A meat product with a water activity of less than 0.85 is usually considered shelf stable and would not support the growth of pathogenic microorganisms. A water activity of ≤0.85 has been common for the control of S.aureus. The new (2004) FSIS Compliance Guidelines suggested water activity critical limit for stabilization of jerky is ≤0.70 for product in contact with air, which is low enough to exclude mold growth.

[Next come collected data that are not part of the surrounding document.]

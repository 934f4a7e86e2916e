//! Authenticated identities and admin resolution.

use std::collections::HashSet;

use serde::{Deserialize, Serialize};

use crate::config::RequiredRole;

/// Role of a signed-in user.
#[derive(Debug, Clone, Copy, PartialEq, Eq, Hash, Serialize, Deserialize)]
#[serde(rename_all = "lowercase")]
pub enum Role {
    User,
    Admin,
}

impl Role {
    pub fn as_str(&self) -> &'static str {
        match self {
            Role::User => "user",
            Role::Admin => "admin",
        }
    }

    /// Whether this role may access a route requiring `required`.
    pub fn satisfies(&self, required: RequiredRole) -> bool {
        match required {
            RequiredRole::User => true,
            RequiredRole::Admin => *self == Role::Admin,
        }
    }
}

/// Identity attached to requests that passed the route guard.
#[derive(Debug, Clone, PartialEq, Eq)]
pub struct Identity {
    pub user_id: String,
    pub email: Option<String>,
    pub role: Role,
}

/// The one place that decides who is an administrator.
///
/// A user is an admin when the provider reports an `admin` role claim or
/// when their email is on the configured list.
#[derive(Debug, Clone, Default)]
pub struct AdminDirectory {
    emails: HashSet<String>,
}

impl AdminDirectory {
    pub fn new<I, S>(emails: I) -> Self
    where
        I: IntoIterator<Item = S>,
        S: AsRef<str>,
    {
        Self {
            emails: emails
                .into_iter()
                .map(|e| e.as_ref().trim().to_lowercase())
                .filter(|e| !e.is_empty())
                .collect(),
        }
    }

    pub fn resolve_role(&self, email: Option<&str>, role_claim: Option<&str>) -> Role {
        let claimed_admin = role_claim.is_some_and(|r| r.eq_ignore_ascii_case("admin"));
        let listed = email.is_some_and(|e| self.emails.contains(&e.trim().to_lowercase()));

        if claimed_admin || listed {
            Role::Admin
        } else {
            Role::User
        }
    }

    /// Build an [`Identity`] with its role resolved here.
    pub fn identify(
        &self,
        user_id: impl Into<String>,
        email: Option<String>,
        role_claim: Option<&str>,
    ) -> Identity {
        let role = self.resolve_role(email.as_deref(), role_claim);
        Identity {
            user_id: user_id.into(),
            email,
            role,
        }
    }
}

#[cfg(test)]
mod tests {
    use super::*;

    #[test]
    fn test_admin_by_claim_or_email() {
        let directory = AdminDirectory::new(["Owner@Example.com", " "]);

        assert_eq!(directory.resolve_role(None, Some("admin")), Role::Admin);
        assert_eq!(
            directory.resolve_role(Some("owner@example.COM"), None),
            Role::Admin
        );
        assert_eq!(
            directory.resolve_role(Some("someone@example.com"), Some("user")),
            Role::User
        );
        assert_eq!(directory.resolve_role(None, None), Role::User);
    }

    #[test]
    fn test_role_satisfies() {
        assert!(Role::Admin.satisfies(RequiredRole::User));
        assert!(Role::Admin.satisfies(RequiredRole::Admin));
        assert!(Role::User.satisfies(RequiredRole::User));
        assert!(!Role::User.satisfies(RequiredRole::Admin));
    }
}
//! Session validation against the hosted auth service.
//!
//! Calls `GET {provider_url}/auth/v1/user` with the project API key and the
//! session token as a Bearer credential.

use std::time::Duration;

use async_trait::async_trait;
use reqwest::StatusCode;
use serde::Deserialize;
use url::Url;

use crate::auth::identity::{AdminDirectory, Identity};
use crate::auth::provider::{AuthError, AuthProvider};
use crate::config::AuthConfig;

#[derive(Debug, Deserialize)]
struct UserResponse {
    id: String,
    email: Option<String>,
    #[serde(default)]
    app_metadata: AppMetadata,
}

#[derive(Debug, Default, Deserialize)]
struct AppMetadata {
    role: Option<String>,
}

/// [`AuthProvider`] backed by the hosted auth service's user endpoint.
#[derive(Debug, Clone)]
pub struct RemoteAuthProvider {
    client: reqwest::Client,
    user_endpoint: Url,
    api_key: String,
    directory: AdminDirectory,
}

impl RemoteAuthProvider {
    pub fn new(config: &AuthConfig) -> Result<Self, AuthError> {
        let mut base = Url::parse(&config.provider_url)?;
        if !base.path().ends_with('/') {
            let path = format!("{}/", base.path());
            base.set_path(&path);
        }
        let user_endpoint = base.join("auth/v1/user")?;

        let client = reqwest::Client::builder()
            .timeout(Duration::from_secs(config.request_timeout_secs))
            .build()?;

        Ok(Self {
            client,
            user_endpoint,
            api_key: config.api_key.clone(),
            directory: AdminDirectory::new(&config.admin_emails),
        })
    }

    pub fn user_endpoint(&self) -> &Url {
        &self.user_endpoint
    }
}

#[async_trait]
impl AuthProvider for RemoteAuthProvider {
    async fn validate(&self, token: &str) -> Result<Option<Identity>, AuthError> {
        let response = self
            .client
            .get(self.user_endpoint.clone())
            .header("apikey", &self.api_key)
            .bearer_auth(token)
            .send()
            .await?;

        match response.status() {
            status if status.is_success() => {
                let user: UserResponse = response.json().await?;
                Ok(Some(self.directory.identify(
                    user.id,
                    user.email,
                    user.app_metadata.role.as_deref(),
                )))
            }
            StatusCode::UNAUTHORIZED | StatusCode::FORBIDDEN => Ok(None),
            status => Err(AuthError::UnexpectedStatus(status.as_u16())),
        }
    }
}
//! Configuration loading from disk and the environment.

use std::ffi::OsString;
use std::fs;
use std::path::Path;

use thiserror::Error;

use crate::config::schema::GatewayConfig;
use crate::config::validation::{validate_config, ValidationError};

/// Error type for configuration loading.
#[derive(Debug, Error)]
pub enum ConfigError {
    #[error("IO error: {0}")]
    Io(#[from] std::io::Error),

    #[error("Parse error: {0}")]
    Parse(#[from] toml::de::Error),

    #[error("Invalid value for {var}: {value}")]
    Env { var: String, value: String },

    #[error("Validation failed: {}", join_errors(.0))]
    Validation(Vec<ValidationError>),
}

fn join_errors(errors: &[ValidationError]) -> String {
    errors
        .iter()
        .map(ToString::to_string)
        .collect::<Vec<_>>()
        .join(", ")
}

/// Load and validate configuration from a TOML file, then apply
/// environment overrides.
pub fn load_config(path: &Path) -> Result<GatewayConfig, ConfigError> {
    let content = fs::read_to_string(path)?;
    let config: GatewayConfig = toml::from_str(&content)?;
    finish(config, utf8_vars(std::env::vars_os())?)
}

/// Build configuration from defaults plus environment overrides only.
pub fn load_from_env() -> Result<GatewayConfig, ConfigError> {
    finish(GatewayConfig::default(), utf8_vars(std::env::vars_os())?)
}

/// Variables read by [`apply_env_overrides`].
pub const ENV_VARS: [&str; 8] = [
    "GATEWAY_BIND_ADDRESS",
    "GATEWAY_UPSTREAM",
    "GATEWAY_RATE_LIMIT",
    "GATEWAY_RATE_LIMIT_WINDOW_MS",
    "GATEWAY_AUTH_PROVIDER_URL",
    "GATEWAY_AUTH_API_KEY",
    "GATEWAY_LOG",
    "APP_ENV",
];

/// Keep the environment entries that are valid Unicode.
///
/// Other processes' variables are skipped when they are not Unicode; one of
/// ours that is not is an error.
fn utf8_vars(
    vars: impl IntoIterator<Item = (OsString, OsString)>,
) -> Result<Vec<(String, String)>, ConfigError> {
    let mut out = Vec::new();
    for (var, value) in vars {
        let Ok(var) = var.into_string() else {
            continue;
        };
        match value.into_string() {
            Ok(value) => out.push((var, value)),
            Err(value) if ENV_VARS.contains(&var.as_str()) => {
                return Err(ConfigError::Env {
                    value: value.to_string_lossy().into_owned(),
                    var,
                });
            }
            Err(_) => {}
        }
    }
    Ok(out)
}

fn finish(
    mut config: GatewayConfig,
    vars: impl IntoIterator<Item = (String, String)>,
) -> Result<GatewayConfig, ConfigError> {
    apply_env_overrides(&mut config, vars)?;
    validate_config(&config).map_err(ConfigError::Validation)?;
    Ok(config)
}

/// Apply recognized environment variables on top of `config`.
pub fn apply_env_overrides(
    config: &mut GatewayConfig,
    vars: impl IntoIterator<Item = (String, String)>,
) -> Result<(), ConfigError> {
    for (var, value) in vars {
        match var.as_str() {
            "GATEWAY_BIND_ADDRESS" => config.listener.bind_address = value,
            "GATEWAY_UPSTREAM" => config.upstream.address = value,
            "GATEWAY_RATE_LIMIT" => config.rate_limit.limit = parse_number(&var, &value)?,
            "GATEWAY_RATE_LIMIT_WINDOW_MS" => {
                config.rate_limit.window_ms = parse_number(&var, &value)?
            }
            "GATEWAY_AUTH_PROVIDER_URL" => config.auth.provider_url = value,
            "GATEWAY_AUTH_API_KEY" => config.auth.api_key = value,
            "GATEWAY_LOG" => config.observability.log_level = value,
            "APP_ENV" => {
                config.security.is_development = value.eq_ignore_ascii_case("development")
            }
            _ => {}
        }
    }
    Ok(())
}

fn parse_number(var: &str, value: &str) -> Result<u64, ConfigError> {
    value.trim().parse().map_err(|_| ConfigError::Env {
        var: var.to_string(),
        value: value.to_string(),
    })
}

The term Ph is related to the acidity of the product. In scientific terms, p(potential of) H(hydrogen) or pH is the negative log of the hydrogen-ion concentration in gram atoms per liter. The pH scale values range from 0 to 14. A neutral soluttion has a ph of 7. A pH less than 7 indicates an acidic solution while a pH greater than 7 indicates an alkaline (basic) solution.

To get a better idea of pH, the pH of some common foods can be observed in Table 3.

Table 3: The pH of some common foods.


Food pH
Limes 1.8-2.0
Apples 2.9-3.3
Summer Sausage 4.3-5.0
Watermelon 5.2-5.6
Ground Beef 5.1-6.2
Chicken 6.2-6.4
Milk 6.3-6.5
Sweet Corn 7.3

A reduction in pH can be achieved through the use of starter cultures (e.g. lactic acid) or acidulants (i.e. encapsulated citric acid, encapsulated lactic acid, etc.).

Traditional fermentation relied on indigenous microorganisms that were present on the meat ingredients, the spices, or the environment. Starter cultures evolved in which meat processors can use specific species of microorganisms to achieve a desired flavor profile. The starter cultures help improve the safety of the meat products as well as improve the consistency of the flavor and texture. The starter cultures depend on a food source (i.e. dextrose) to live and grow. As the microorganisms eat the dextrose they excrete lactic acid, giving the final product the traditional "tangy" flavor profile.

Starter cultures require a specific environment to work. The goal of the fermentation stage is to provide optimum conditions of temperature, humidity, and time for the lactic acid producing bacteria to grow. The conditions need to be favorable to the starter culture and you should follow the culture suppliers recommendations.

The encapsulated acids use naturally occurring acids that are encapsulated with a hydrogenated vegetable oil, which melts at 135°F. The coating allows the use of the acid for the production of a tangy flavor profile in dry and semi-dry meat products. If the acid were not coated, it would denature the proteins and not allow the proteins to properly bind to each other prior to thermal processing. Encapsulated acids greatly reduce the time it takes to produce "tangy" products.

Due to today's microbiological concerns, particularly E. coli O157:H7, Salmonella, and Listeria monocytogenes, meat processors must realize how they can control the growth of certain pathogens. Since the implementation of HACCP, meat processors must also justify why certain critical limits were chosen for critical control points with "scientific documentation."

USDA, 2003. United States Department of Agriculture Food Standards and Labeling Policy Book. Washington, D.C.